# Helppp



## Gabrile (Mar 30, 2015)

I got two GS.

They are about 1 year 2 months. Male and female 

The male wants to breed with the female. Should i let them? I currently have them separated.


----------



## Sabis mom (Mar 20, 2014)

You need to keep them separated. They are far to young to be breeding. Make sure that they have no access to each other for the next couple of weeks. 

Did the breeder who sold them to you not cover this with you?


----------



## car2ner (Apr 9, 2014)

and you really need to consider genetics before breeding. Have you tested for DM? Have they had their hips checked? How many generations back can you get to make sure they aren't related? Then afterwards, can you find good homes for the pups? If these homes change their minds about having your dogs, can you take them back long enough to find another home? Do you have the extra cash for the vet bills for a pregnant dog and then whelping the pups? You'll have worming and first vaccinations to deal with 
People ask if we are going to breed our two dogs. Granted, they may make wonderful pups BUT no. We have no plans on breeding pups. There are plenty of good breeders out there without adding our novice efforts to the mix.


----------



## carmspack (Feb 2, 2011)

NO -- two littermates -- NO 
Looked back to some of your earlier posts .

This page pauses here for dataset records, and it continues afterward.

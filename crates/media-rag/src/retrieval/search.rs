//! Lexical retrieval over the knowledge store

use std::cmp::Ordering;

use crate::learning::KnowledgeStore;
use crate::types::KnowledgeRecord;

use super::similarity::sequence_ratio;

/// A retrieved record with its similarity mass
#[derive(Debug, Clone)]
pub struct SearchResult {
    /// The matched record
    pub record: KnowledgeRecord,
    /// Sum of token/keyword similarity ratios
    pub score: f64,
}

/// Soft keyword matcher: every query token is compared against every record
/// keyword, so typos and stemming variants still contribute.
///
/// Scores are not normalized by keyword count; records with more keywords
/// accumulate more mass.
#[derive(Debug, Clone, Copy)]
pub struct KeywordRetriever {
    top_k: usize,
}

impl KeywordRetriever {
    /// Create a retriever returning at most `top_k` records
    pub fn new(top_k: usize) -> Self {
        Self { top_k }
    }

    /// Top records for `query`, best first
    pub fn retrieve(&self, store: &KnowledgeStore, query: &str) -> Vec<KnowledgeRecord> {
        self.search(store, query)
            .into_iter()
            .map(|result| result.record)
            .collect()
    }

    /// Scored top records for `query`, ordered by non-increasing score.
    ///
    /// Ties keep insertion order.
    pub fn search(&self, store: &KnowledgeStore, query: &str) -> Vec<SearchResult> {
        if store.is_empty() {
            return Vec::new();
        }

        let query_tokens: Vec<String> = query
            .to_lowercase()
            .split_whitespace()
            .map(str::to_string)
            .collect();

        let mut scored: Vec<SearchResult> = store
            .records()
            .iter()
            .map(|record| SearchResult {
                score: score_record(&query_tokens, record),
                record: record.clone(),
            })
            .collect();

        // sort_by is stable
        scored.sort_by(|a, b| b.score.partial_cmp(&a.score).unwrap_or(Ordering::Equal));
        scored.truncate(self.top_k);

        tracing::debug!(
            "Retrieved {} of {} records for \"{}\"",
            scored.len(),
            store.len(),
            query
        );

        scored
    }
}

/// Sum of similarity over every (query token, keyword) pair
pub fn score_record(query_tokens: &[String], record: &KnowledgeRecord) -> f64 {
    query_tokens
        .iter()
        .flat_map(|token| {
            record
                .keywords
                .iter()
                .map(move |keyword| sequence_ratio(token, keyword))
        })
        .sum()
}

You had enough problems with the basics -- training (are they?)
food fights , squabbles between them (classic two at a time problems)


Not a good idea no matter which way you look at it.


If you can't provide excellent management - total separation then you should send the female away to a secure boarding facility, till well after the heat .


Think about some plans --- spay the female, neuter the male.


----------



## Suzy25 (Mar 3, 2016)

I agree with carmspack, you should never ever breed siblings, many health problems can occur with the puppies and it can endanger the mother. You should never let dogs breed just because the male wants to, any intact male would like to breed with a female in heat. It sounds like you have had lots of problems in the past it sounds like a horrible idea to let them breed, puppies are a huge responsibility, time commitment and you need the proper funds. I strongly advise to spay and neuter then both, but at least one, especially if you have had fights between them and such the hormones going around in them can cause lots of problems. Spaying and neutering will also prevent ovary cancer in the female and cancer in the male as well as if the male cannot breed he can get very frustrated and behavioural problems can occur, keep in mind that for at least 3 weeks after the female's heat stops bleeding, to still keep them separated, the weeks after they have bled and before are when they are most fertile to become pregnant


----------



## Gabrile (Mar 30, 2015)

So basically no. 

Thank you.

I am not having any troubles with my GS. When i ask a question like this one or like when i asked before is because i don't have experience and i am not shy to say so. I ask the breeder, the dogs doctor and here, just to be sure. 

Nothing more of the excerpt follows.